# Other Languages > jQuery >  Statement seems to be ignored unless something exec before it.

## Krokonoster

Hi,
Got 3 cascading dropdowns (Clients -> Departments -> Teams) and loading their data using jquery ajax calls.  (there are a lot to the rest of the form though, though not related to this problem )

Since I am clearing dropdowns and hiding elements all over, I wanted to created a function  that can be called any time that will do that in one  place).  however I soon got stuck.
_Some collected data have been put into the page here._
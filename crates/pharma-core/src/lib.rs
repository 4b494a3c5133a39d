//! # pharma-core -- Foundational Types for the Pharma Supply-Chain Front End
//!
//! Leaf crate of the workspace. Every other crate depends on `pharma-core`;
//! it depends on nothing internal.
//!
//! ## Key Design Principles
//!
//! 1. **Newtype wrappers for identifiers.** `AccountAddress`, `ChainId`,
//!    `MedicineId`, `ContentId`, `TxHash` are distinct types with validated
//!    constructors. A content identifier cannot be passed where an account
//!    address is expected.
//!
//! 2. **Role codes are closed.** The ledger reports roles as decimal codes
//!    (`"1"`..`"5"`). [`Role`] is the only place those codes are interpreted,
//!    and [`route_for_role_code`] is the only place a code becomes a route.
//!
//! 3. **Injected time.** Anything that stamps a document takes a [`Clock`],
//!    so tests pin time with [`FixedClock`].
//!
//! ## Crate Policy
//!
//! - No dependencies on other `pharma-*` crates.
//! - No `unsafe` code.
//! - No `panic!()` or `.unwrap()` outside tests.

pub mod error;
pub mod identity;
pub mod role;
pub mod route;
pub mod status;
pub mod temporal;

pub use error::CoreError;
pub use identity::{AccountAddress, ChainId, ContentId, MedicineId, TxHash};
pub use role::{route_for_role_code, Role};
pub use route::Route;
pub use status::MedicineStatus;
pub use temporal::{Clock, FixedClock, SystemClock, Timestamp};
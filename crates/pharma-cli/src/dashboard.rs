//! # Dashboards and Listings
//!
//! Read-only pages. These bypass the orchestrator's state machine and
//! never write.
//!
//! | Dashboard | Shows |
//! |-----------|-------|
//! | manufacturer | full catalogue and registered wholesalers |
//! | wholesaler, distributor, hospital | medicines allocated to the account |
//! | patient | purchased or delivered medicines |

use anyhow::Result;
use clap::{Args, ValueEnum};

use pharma_core::{Role, Route};
use pharma_workflow::dashboard::{patient_visible, purchasable, shippable};
use pharma_workflow::{FormKind, Page};

use crate::context::OutputOptions;
use crate::render::{render_allocated, render_catalogue, render_users, to_json};
use crate::EXIT_OK;

#[derive(Debug, Clone, Copy, PartialEq, Eq, ValueEnum)]
pub enum RoleArg {
    Manufacturer,
    Wholesaler,
    Distributor,
    Hospital,
    Patient,
}

impl From<RoleArg> for Role {
    fn from(r: RoleArg) -> Self {
        match r {
            RoleArg::Manufacturer => Role::Manufacturer,
            RoleArg::Wholesaler => Role::Wholesaler,
            RoleArg::Distributor => Role::Distributor,
            RoleArg::Hospital => Role::Hospital,
            RoleArg::Patient => Role::Patient,
        }
    }
}

/// Arguments for `pharma dashboard`.
#[derive(Args, Debug)]
pub struct DashboardArgs {
    #[arg(value_enum)]
    pub role: RoleArg,
}

/// Which records `pharma catalogue` lists.
#[derive(Debug, Clone, Copy, Default, PartialEq, Eq, ValueEnum)]
pub enum CatalogueFilter {
    #[default]
    All,
    /// Purchased or delivered.
    Patient,
    /// Delivered and available to buy.
    Purchasable,
    /// Quality checked or in transit.
    Shippable,
}

/// Arguments for `pharma catalogue`.
#[derive(Args, Debug)]
pub struct CatalogueArgs {
    #[arg(long, value_enum, default_value = "all")]
    pub filter: CatalogueFilter,
}

/// Arguments for `pharma users`.
#[derive(Args, Debug)]
pub struct UsersArgs {
    #[arg(long, value_enum)]
    pub role: RoleArg,
}

pub async fn run_dashboard(args: &DashboardArgs, page: &Page, opts: &OutputOptions) -> Result<u8> {
    match args.role {
        RoleArg::Manufacturer => {
            run_catalogue(&CatalogueArgs { filter: CatalogueFilter::All }, page, opts).await?;
            run_users(&UsersArgs { role: RoleArg::Wholesaler }, page, opts).await
        }
        RoleArg::Patient => run_catalogue(&CatalogueArgs { filter: CatalogueFilter::Patient }, page, opts).await,
        RoleArg::Wholesaler | RoleArg::Distributor | RoleArg::Hospital => {
            let rows = page.allocated_to_me().await?;
            if opts.json {
                println!("{}", to_json(&rows)?);
            } else {
                print!("{}", render_allocated(&rows));
            }
            Ok(EXIT_OK)
        }
    }
}

pub async fn run_catalogue(args: &CatalogueArgs, page: &Page, opts: &OutputOptions) -> Result<u8> {
    let records = page.catalogue().await?;
    let (title, selected) = match args.filter {
        CatalogueFilter::All => ("Medicines", records.iter().collect::<Vec<_>>()),
        CatalogueFilter::Patient => ("Patient medicines", patient_visible(&records)),
        CatalogueFilter::Purchasable => ("Available to buy", purchasable(&records)),
        CatalogueFilter::Shippable => ("Ready to ship", shippable(&records)),
    };
    if opts.json {
        println!("{}", to_json(&selected)?);
    } else {
        print!("{}", render_catalogue(title, &selected));
    }
    Ok(EXIT_OK)
}

pub async fn run_users(args: &UsersArgs, page: &Page, opts: &OutputOptions) -> Result<u8> {
    let role: Role = args.role.into();
    let users = page.users_with_role(role).await?;
    if opts.json {
        println!("{}", to_json(&users)?);
    } else {
        print!("{}", render_users(&format!("Registered {role}s"), &users));
    }
    Ok(EXIT_OK)
}

/// Every route with the forms it hosts.
pub fn route_table() -> String {
    let mut out = String::new();
    for route in Route::ALL {
        let forms: Vec<&str> = FormKind::ALL
            .iter()
            .filter(|k| k.route() == route)
            .map(|k| k.name())
            .collect();
        if forms.is_empty() {
            out.push_str(&format!("{route}\n"));
        } else {
            out.push_str(&format!("{route}  {}\n", forms.join(", ")));
        }
    }
    out
}

#[cfg(test)]
mod tests {
    use super::*;

    #[test]
    fn role_args_cover_every_role() {
        for arg in RoleArg::value_variants() {
            let role: Role = (*arg).into();
            assert!(Role::ALL.contains(&role));
        }
        assert_eq!(RoleArg::value_variants().len(), Role::ALL.len());
    }

    #[test]
    fn route_table_lists_forms() {
        let table = route_table();
        assert!(table.contains("/allocate  allocate-wholesaler, allocate-distributor, allocate-hospital"));
        assert!(table.lines().any(|l| l == "/"));
        assert_eq!(table.lines().count(), Route::ALL.len());
    }
}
The following code works perfectly, until I one uncomment the alert.  From then, the next line seems to just get ignored.



```
function SetControlsVisibility() {
    var clientId = $("select#ClientId > option:selected").attr("value");
    if (clientId == '' || clientId == undefined) {
        alert("abc");
        $('#DepartmentId').empty().prev().text("");   // ain't do it if no alert....
        .....
```

got a strong feeling of devaju here, but just cannot remember where I ran into this issue before though.

----------


## szlamany

I've also experienced issues like this - not sure how I cleared it up.

Do you have some kind of missing ; somewhere?  I save backup copies of my JS code so I can do a quick WINDIF when something like this happens.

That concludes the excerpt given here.